Alter Ego

Dark Matter and Anti-Matter


The mirror unvierse

Every basic particle in the universe appears to have an associate particle called its anti-particle that shares several of the same uniqueness, but many other uniqueness are the opposite of those for the particle. For example, the electron has as its antiparticle the anti-electron. The electron and the anti-electron have exactly the equal masses, but they have exactly opposite electrical charges.
The common substance just about us appears to be "matter", but we usually produce antimatter in small quantities in high energy accelerator experiments. When a matter particle meets its antimatter particle they destroy each other completely, releasing the equivalent of their rest masses in the form of pure energy (according to the Einstein E=mc^2 relation). For example, when an electron meets an anti-electron, the two annihilate and produce a burst of light having the energy corresponding to the masses of the two particles.
Because the properties of matter and antimatter parallel each other, we believe that the physics and chemistry of a galaxy made entirely from antimatter would closely parallel that of our our matter galaxy. Thus, is conceivable that life built on antimatter could have evolved at other places in the Universe, just as life based on matter has evolved here. However, we have no evidence thus far for large concentrations of antimatter anywhere in the Universe. Everything that we see so far seems to be matter.
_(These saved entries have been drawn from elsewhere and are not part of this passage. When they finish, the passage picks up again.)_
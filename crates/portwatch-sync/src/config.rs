use std::path::PathBuf;
use std::str::FromStr;
use std::time::Duration;

use portwatch_adapters::{ANP_SCHEMA_V1, ANP_VESSELS_URL};

#[derive(Debug, Clone)]
pub struct SyncConfig {
    pub data_dir: PathBuf,
    pub source_id: String,
    pub upstream_url: String,
    /// When set, runs read this JSON file instead of calling the upstream.
    pub fixture_path: Option<PathBuf>,
    pub keywords_path: PathBuf,
    pub schema_version: String,
    pub user_agent: String,
    pub http_timeout_secs: u64,
    pub min_update_interval_secs: u64,
    pub scheduler_enabled: bool,
    pub sync_cron: String,
    pub web_port: u16,
}

impl Default for SyncConfig {
    fn default() -> Self {
        Self::from_lookup(|_| None)
    }
}

impl SyncConfig {
    pub fn from_env() -> Self {
        Self::from_lookup(|key| std::env::var(key).ok())
    }

    pub fn from_lookup(lookup: impl Fn(&str) -> Option<String>) -> Self {
        Self {
            data_dir: lookup("PORTWATCH_DATA_DIR")
                .map(PathBuf::from)
                .unwrap_or_else(|| PathBuf::from("./data")),
            source_id: lookup("PORTWATCH_SOURCE_ID").unwrap_or_else(|| "anp".to_string()),
            upstream_url: lookup("PORTWATCH_UPSTREAM_URL")
                .unwrap_or_else(|| ANP_VESSELS_URL.to_string()),
            fixture_path: lookup("PORTWATCH_FIXTURE_PATH")
                .filter(|v| !v.trim().is_empty())
                .map(PathBuf::from),
            keywords_path: lookup("PORTWATCH_KEYWORDS_PATH")
                .map(PathBuf::from)
                .unwrap_or_else(|| PathBuf::from("rules/keywords.yaml")),
            schema_version: lookup("PORTWATCH_SCHEMA_VERSION")
                .unwrap_or_else(|| ANP_SCHEMA_V1.to_string()),
            user_agent: lookup("PORTWATCH_USER_AGENT")
                .unwrap_or_else(|| "portwatch-bot/0.1".to_string()),
            http_timeout_secs: parsed(&lookup, "PORTWATCH_HTTP_TIMEOUT_SECS").unwrap_or(30),
            min_update_interval_secs: parsed(&lookup, "PORTWATCH_MIN_UPDATE_INTERVAL_SECS")
                .unwrap_or(300),
            scheduler_enabled: lookup("PORTWATCH_SCHEDULER_ENABLED")
                .map(|v| matches!(v.as_str(), "1" | "true" | "TRUE" | "True"))
                .unwrap_or(false),
            sync_cron: lookup("PORTWATCH_SYNC_CRON")
                .unwrap_or_else(|| "0 */30 * * * *".to_string()),
            web_port: parsed(&lookup, "PORTWATCH_WEB_PORT").unwrap_or(8000),
        }
    }

    pub fn fetch_timeout(&self) -> Duration {
        Duration::from_secs(self.http_timeout_secs)
    }

    pub fn min_update_interval(&self) -> Duration {
        Duration::from_secs(self.min_update_interval_secs)
    }

    pub fn source_dir(&self) -> PathBuf {
        self.data_dir.join(&self.source_id)
    }
}

/// Unparsable values fall back to the default like missing ones.
fn parsed<T: FromStr>(lookup: &impl Fn(&str) -> Option<String>, key: &str) -> Option<T> {
    lookup(key).and_then(|v| v.trim().parse().ok())
}
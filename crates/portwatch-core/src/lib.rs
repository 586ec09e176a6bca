//! Core domain model for portwatch: raw upstream rows, canonical vessel records,
//! keyword match results and the persisted record shape.

use chrono::{DateTime, Utc};
use serde::{Deserialize, Serialize};
use serde_json::{Map, Value as JsonValue};
use thiserror::Error;
use uuid::Uuid;

pub const CRATE_NAME: &str = "portwatch-core";

/// Placeholder token for categorical fields the upstream left empty.
pub const UNKNOWN_TOKEN: &str = "unknown";

/// One upstream row exactly as received. Read-only after construction.
#[derive(Debug, Clone, PartialEq, Serialize, Deserialize)]
#[serde(transparent)]
pub struct RawRecord(Map<String, JsonValue>);

impl RawRecord {
    pub fn new(fields: Map<String, JsonValue>) -> Self {
        Self(fields)
    }

    /// Wraps a JSON value if it is an object.
    pub fn from_value(value: JsonValue) -> Option<Self> {
        match value {
            JsonValue::Object(map) => Some(Self(map)),
            _ => None,
        }
    }

    pub fn get(&self, key: &str) -> Option<&JsonValue> {
        self.0.get(key)
    }

    /// Scalar field rendered as trimmed text; `None` for null, blank or structured values.
    pub fn text(&self, key: &str) -> Option<String> {
        let rendered = match self.0.get(key)? {
            JsonValue::String(s) => s.trim().to_string(),
            JsonValue::Number(n) => n.to_string(),
            JsonValue::Bool(b) => b.to_string(),
            _ => return None,
        };
        if rendered.is_empty() {
            None
        } else {
            Some(rendered)
        }
    }

    pub fn keys(&self) -> impl Iterator<Item = &str> {
        self.0.keys().map(String::as_str)
    }

    pub fn len(&self) -> usize {
        self.0.len()
    }

    pub fn is_empty(&self) -> bool {
        self.0.is_empty()
    }
}

/// Categorical dimensions exposed to filters, facets and charts.
#[derive(Debug, Clone, Copy, PartialEq, Eq, PartialOrd, Ord, Hash, Serialize, Deserialize)]
#[serde(rename_all = "snake_case")]
pub enum CategoryField {
    VesselType,
    Operator,
    Port,
    Status,
}

impl CategoryField {
    pub const ALL: [CategoryField; 4] = [
        CategoryField::VesselType,
        CategoryField::Operator,
        CategoryField::Port,
        CategoryField::Status,
    ];

    pub fn as_str(self) -> &'static str {
        match self {
            CategoryField::VesselType => "vessel_type",
            CategoryField::Operator => "operator",
            CategoryField::Port => "port",
            CategoryField::Status => "status",
        }
    }
}

/// Canonical vessel movement record.
#[derive(Debug, Clone, PartialEq, Eq, Serialize, Deserialize)]
pub struct NormalizedRecord {
    pub name: Option<String>,
    pub sequence_number: Option<String>,
    pub secondary_id: Option<String>,
    pub vessel_type: Vec<String>,
    pub operator: Vec<String>,
    pub port: Vec<String>,
    pub status: Vec<String>,
    pub consignee: Option<String>,
    /// `None` when the upstream date was absent or unparsable.
    pub timestamp: Option<DateTime<Utc>>,
}

impl NormalizedRecord {
    pub fn category(&self, field: CategoryField) -> &[String] {
        match field {
            CategoryField::VesselType => &self.vessel_type,
            CategoryField::Operator => &self.operator,
            CategoryField::Port => &self.port,
            CategoryField::Status => &self.status,
        }
    }

    /// Text the keyword matcher scans: name, type, operator, port, status, consignee.
    ///
    /// Placeholder `unknown` tokens are left out so they can never produce a hit.
    pub fn searchable_text(&self) -> String {
        let mut parts: Vec<&str> = Vec::new();
        if let Some(name) = self.name.as_deref() {
            parts.push(name);
        }
        for field in CategoryField::ALL {
            parts.extend(
                self.category(field)
                    .iter()
                    .map(String::as_str)
                    .filter(|t| *t != UNKNOWN_TOKEN),
            );
        }
        if let Some(consignee) = self.consignee.as_deref() {
            parts.push(consignee);
        }
        parts.join(" ")
    }
}

#[derive(Debug, Clone, Copy, PartialEq, Eq, Serialize, Deserialize)]
#[serde(rename_all = "snake_case")]
pub enum Verdict {
    Pass,
    Fail,
}

impl Verdict {
    pub fn is_pass(self) -> bool {
        matches!(self, Verdict::Pass)
    }
}

/// Outcome of running the three keyword groups over one record.
#[derive(Debug, Clone, PartialEq, Eq, Serialize, Deserialize)]
pub struct MatchResult {
    pub vessel_type_keywords: Vec<String>,
    pub operator_keywords: Vec<String>,
    pub port_location_keywords: Vec<String>,
    pub groups_matched: u8,
    pub total_groups: u8,
    pub match_score: u32,
    pub verdict: Verdict,
    #[serde(default)]
    pub snippets: Vec<String>,
}

/// Persisted unit: a record that passed matching, keyed by its fingerprint.
#[derive(Debug, Clone, PartialEq, Eq, Serialize, Deserialize)]
pub struct StoredRecord {
    pub fingerprint: String,
    pub scraped_at: DateTime<Utc>,
    pub run_id: Uuid,
    pub record: NormalizedRecord,
    pub match_result: MatchResult,
}

/// Where an update run currently is. `Failed` sticks until the next run starts.
#[derive(Debug, Clone, Copy, PartialEq, Eq, Default, Serialize, Deserialize)]
#[serde(rename_all = "snake_case")]
pub enum RunPhase {
    #[default]
    Idle,
    Fetching,
    Normalizing,
    Matching,
    Persisting,
    Failed,
}

#[derive(Debug, Clone, Copy, PartialEq, Eq, Serialize, Deserialize)]
#[serde(rename_all = "snake_case")]
pub enum FailureKind {
    UpstreamUnavailable,
    StorageIo,
    Internal,
}

#[derive(Debug, Clone, PartialEq, Eq, Serialize, Deserialize)]
#[serde(tag = "state", rename_all = "snake_case")]
pub enum RunStatus {
    Completed,
    Skipped { reason: String },
    Failed { kind: FailureKind, message: String },
}

impl RunStatus {
    pub fn is_completed(&self) -> bool {
        matches!(self, RunStatus::Completed)
    }
}

/// Outcome of one update run. On failure the counters hold what was reached.
#[derive(Debug, Clone, PartialEq, Eq, Serialize, Deserialize)]
pub struct RunSummary {
    pub run_id: Uuid,
    pub started_at: DateTime<Utc>,
    pub finished_at: DateTime<Utc>,
    pub elapsed_ms: u64,
    pub fetched: usize,
    pub normalized_ok: usize,
    pub matched: usize,
    pub inserted: usize,
    pub duplicates: usize,
    pub record_errors: usize,
    pub total_records: usize,
    pub status: RunStatus,
}

impl RunSummary {
    pub fn started(run_id: Uuid, started_at: DateTime<Utc>) -> Self {
        Self {
            run_id,
            started_at,
            finished_at: started_at,
            elapsed_ms: 0,
            fetched: 0,
            normalized_ok: 0,
            matched: 0,
            inserted: 0,
            duplicates: 0,
            record_errors: 0,
            total_records: 0,
            status: RunStatus::Completed,
        }
    }

    pub fn finish(mut self, finished_at: DateTime<Utc>, status: RunStatus) -> Self {
        self.finished_at = finished_at;
        self.elapsed_ms = (finished_at - self.started_at)
            .num_milliseconds()
            .max(0) as u64;
        self.status = status;
        self
    }
}

/// Record-level failures. These are counted by a run, never fatal to it.
#[derive(Debug, Clone, PartialEq, Eq, Error)]
pub enum RecordError {
    #[error("malformed record: {0}")]
    Malformed(String),
    #[error("unidentifiable record: {0}")]
    Unidentifiable(String),
}

#[cfg(test)]
mod tests {
    use super::*;
    use serde_json::json;

    fn record() -> NormalizedRecord {
        NormalizedRecord {
            name: Some("EPIPHANIA".into()),
            sequence_number: Some("2025-118".into()),
            secondary_id: None,
            vessel_type: vec!["VRAQUIER".into()],
            operator: vec![UNKNOWN_TOKEN.into()],
            port: vec!["VANCOUVER".into()],
            status: vec!["EN RADE".into()],
            consignee: Some("MASS CEREALES".into()),
            timestamp: None,
        }
    }

    #[test]
    fn raw_text_renders_scalars_and_drops_blanks() {
        let raw = RawRecord::from_value(json!({
            "name": "  EPIPHANIA ",
            "escale": 4471,
            "blank": "   ",
            "nothing": null,
            "nested": {"a": 1}
        }))
        .unwrap();
        assert_eq!(raw.text("name").as_deref(), Some("EPIPHANIA"));
        assert_eq!(raw.text("escale").as_deref(), Some("4471"));
        assert_eq!(raw.text("blank"), None);
        assert_eq!(raw.text("nothing"), None);
        assert_eq!(raw.text("nested"), None);
        assert_eq!(raw.text("missing"), None);
    }

    #[test]
    fn non_objects_are_not_raw_records() {
        assert!(RawRecord::from_value(json!([1, 2])).is_none());
        assert!(RawRecord::from_value(json!("x")).is_none());
    }

    #[test]
    fn searchable_text_skips_unknown_placeholders() {
        let text = record().searchable_text();
        assert_eq!(text, "EPIPHANIA VRAQUIER VANCOUVER EN RADE MASS CEREALES");
    }

    #[test]
    fn category_field_serializes_snake_case() {
        let v = serde_json::to_value(CategoryField::VesselType).unwrap();
        assert_eq!(v, json!("vessel_type"));
        assert_eq!(CategoryField::Port.as_str(), "port");
    }

    #[test]
    fn failed_summary_keeps_counts_and_tags_status() {
        let start = chrono::TimeZone::with_ymd_and_hms(&Utc, 2025, 8, 22, 10, 0, 0)
            .single()
            .unwrap();
        let mut summary = RunSummary::started(Uuid::nil(), start);
        summary.fetched = 12;
        let summary = summary.finish(
            start + chrono::Duration::milliseconds(1500),
            RunStatus::Failed {
                kind: FailureKind::UpstreamUnavailable,
                message: "timed out".into(),
            },
        );
        assert_eq!(summary.elapsed_ms, 1500);
        assert_eq!(summary.fetched, 12);

        let v = serde_json::to_value(&summary.status).unwrap();
        assert_eq!(
            v,
            json!({"state": "failed", "kind": "upstream_unavailable", "message": "timed out"})
        );
    }
}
If true, this is something of a mystery, because naively there are reasons from fundamental physics to believe that the Universe should have produced about as much matter as antimatter.
Dark matter is the general term for matter that we cannot see to this point with our telescopes, but that we know must be there because we see its gravitational influence on the rest of the Universe. Many different experiments indicate that there is probably 10 times more matter in the Universe than the matter that we see. Thus, dark matter is basically what the Universe is made out of, but we don't yet know what it is!
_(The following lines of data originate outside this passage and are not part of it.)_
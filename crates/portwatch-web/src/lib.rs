//! Axum JSON API over the record store and the update orchestrator.

use std::collections::BTreeMap;
use std::sync::Arc;

use anyhow::Context;
use axum::{
    extract::{Path as AxumPath, Query, State},
    http::StatusCode,
    response::{IntoResponse, Response},
    routing::{get, post},
    Json, Router,
};
use portwatch_core::{CategoryField, RunPhase, StoredRecord};
use portwatch_storage::{export_rows, facets, Facets, RecordQuery, RecordStore, StoreStatistics};
use portwatch_sync::{
    filter_options, maybe_build_scheduler, RunState, SyncConfig, SyncError, UpdateOrchestrator,
};
use serde::{Deserialize, Serialize};
use tokio::net::TcpListener;
use tracing::{error, info, warn};

pub const CRATE_NAME: &str = "portwatch-web";

/// Handles shared by every request. Filters travel per request, never here.
#[derive(Clone)]
pub struct AppState {
    pub orchestrator: Arc<UpdateOrchestrator>,
    pub store: Arc<RecordStore>,
}

impl AppState {
    pub fn new(orchestrator: Arc<UpdateOrchestrator>) -> Self {
        let store = orchestrator.store();
        Self {
            orchestrator,
            store,
        }
    }
}

#[derive(Debug, Serialize)]
struct HealthResponse {
    status: &'static str,
    source_id: String,
    phase: RunPhase,
    running: bool,
    records: usize,
}

#[derive(Debug, Default, Deserialize)]
struct UpdateParams {
    #[serde(default)]
    force: bool,
}

#[derive(Debug, Serialize)]
struct RecordsResponse {
    total: usize,
    records: Vec<StoredRecord>,
    facets: Facets,
}

#[derive(Debug, Serialize)]
struct StatisticsResponse {
    statistics: StoreStatistics,
    run_state: RunState,
}

#[derive(Debug, Serialize)]
struct CleanupResponse {
    removed: usize,
    remaining: usize,
}

#[derive(Debug, Serialize)]
struct ErrorBody {
    error: String,
}

pub fn app(state: AppState) -> Router {
    Router::new()
        .route("/api/health", get(health_handler))
        .route("/api/update", post(update_handler))
        .route("/api/records", get(records_handler))
        .route("/api/records/{fingerprint}", get(record_detail_handler))
        .route("/api/statistics", get(statistics_handler))
        .route("/api/filter-options", get(filter_options_handler))
        .route("/api/export", get(export_handler))
        .route("/api/clean-duplicates", post(clean_duplicates_handler))
        .route("/api/test-connection", get(test_connection_handler))
        .with_state(Arc::new(state))
}

pub async fn serve(config: SyncConfig) -> anyhow::Result<()> {
    let orchestrator = Arc::new(UpdateOrchestrator::from_config(&config).await?);
    let scheduler = maybe_build_scheduler(&config, orchestrator.clone()).await?;
    if let Some(sched) = &scheduler {
        sched.start().await.context("starting scheduler")?;
    }

    let listener = TcpListener::bind(("0.0.0.0", config.web_port))
        .await
        .with_context(|| format!("binding port {}", config.web_port))?;
    info!(port = config.web_port, source_id = %config.source_id, "serving portwatch api");
    axum::serve(listener, app(AppState::new(orchestrator))).await?;
    Ok(())
}

pub async fn serve_from_env() -> anyhow::Result<()> {
    serve(SyncConfig::from_env()).await
}

/// Pulls in writes made through other handles, such as a CLI update, before
/// serving from the in-memory view.
async fn current_store(state: &AppState) -> &RecordStore {
    if let Err(err) = state.store.refresh().await {
        warn!(error = %err, "serving cached records; store refresh failed");
    }
    &state.store
}

async fn health_handler(State(state): State<Arc<AppState>>) -> Json<HealthResponse> {
    Json(HealthResponse {
        status: "ok",
        source_id: state.orchestrator.source_id().to_string(),
        phase: state.orchestrator.phase(),
        running: state.orchestrator.is_running(),
        records: current_store(&state).await.len().await,
    })
}

async fn update_handler(
    State(state): State<Arc<AppState>>,
    Query(params): Query<UpdateParams>,
) -> Response {
    match state.orchestrator.run_update(params.force).await {
        Ok(summary) => Json(summary).into_response(),
        Err(err) => sync_error(err),
    }
}

async fn records_handler(
    State(state): State<Arc<AppState>>,
    Query(query): Query<RecordQuery>,
) -> Json<RecordsResponse> {
    let unbounded = RecordQuery {
        limit: None,
        ..query.clone()
    };
    let mut records = current_store(&state).await.query(&unbounded).await;
    let total = records.len();
    let facets = facets(&records);
    if let Some(limit) = query.limit.filter(|l| *l > 0) {
        records.truncate(limit);
    }
    Json(RecordsResponse {
        total,
        records,
        facets,
    })
}

async fn record_detail_handler(
    State(state): State<Arc<AppState>>,
    AxumPath(fingerprint): AxumPath<String>,
) -> Response {
    match current_store(&state).await.get(&fingerprint).await {
        Some(record) => Json(record).into_response(),
        None => error_response(StatusCode::NOT_FOUND, "record not found"),
    }
}

async fn statistics_handler(State(state): State<Arc<AppState>>) -> Json<StatisticsResponse> {
    Json(StatisticsResponse {
        statistics: current_store(&state).await.statistics().await,
        run_state: state.orchestrator.state().await,
    })
}

async fn filter_options_handler(
    State(state): State<Arc<AppState>>,
) -> Json<BTreeMap<CategoryField, Vec<String>>> {
    Json(filter_options(&current_store(&state).await.all().await))
}

async fn export_handler(
    State(state): State<Arc<AppState>>,
    Query(query): Query<RecordQuery>,
) -> Response {
    let rows = export_rows(&current_store(&state).await.query(&query).await);
    Json(rows).into_response()
}

async fn clean_duplicates_handler(State(state): State<Arc<AppState>>) -> Response {
    match state.orchestrator.clean_duplicates().await {
        Ok(removed) => Json(CleanupResponse {
            removed,
            remaining: state.store.len().await,
        })
        .into_response(),
        Err(err) => sync_error(err),
    }
}

async fn test_connection_handler(State(state): State<Arc<AppState>>) -> Response {
    Json(state.orchestrator.test_connection().await).into_response()
}

fn sync_error(err: SyncError) -> Response {
    match err {
        SyncError::RunInProgress => error_response(StatusCode::CONFLICT, &err.to_string()),
        other => {
            error!(error = %other, "request failed");
            error_response(StatusCode::INTERNAL_SERVER_ERROR, &other.to_string())
        }
    }
}

fn error_response(status: StatusCode, message: &str) -> Response {
    (
        status,
        Json(ErrorBody {
            error: message.to_string(),
        }),
    )
        .into_response()
}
As one simple example of the evidence for dark matter is the velocity of rotation for spiral galaxies depends on the amount of mass contained in them. The outer parts of our own spiral galaxy, the Milky Way, are rotating much too fast to be consistent with the amount of matter that we can detect; in fact the data indicates that there must be about 10 times as much matter as we can see distributed in some diffuse halo of our galaxy to account for its rotation. The same is true for most other spiral galaxies where the velocities can be measured.
There are various candidates for the dark matter, ranging from ordinary matter that we just can't see because it isn't bright enough to more exotic particles that have yet to be discovered. There are some fairly strong arguments based on the production of the light elements in the Big Bang indicating that the majority of the dark matter cannot be ordinary matter or anti-matter, and thus that the majority of the mass of the Universe is in a form very different from the matter that makes up us and the world around us. If that is true, then the matter that we are made of is but a small impurity compared to the dominant matter in the universe as someone has put it, "not only are we not the center of the Universe, we aren't even made of the right stuff!" The nature of the dark matter is perhaps the most fundamental unsolved problem in modern astronomy.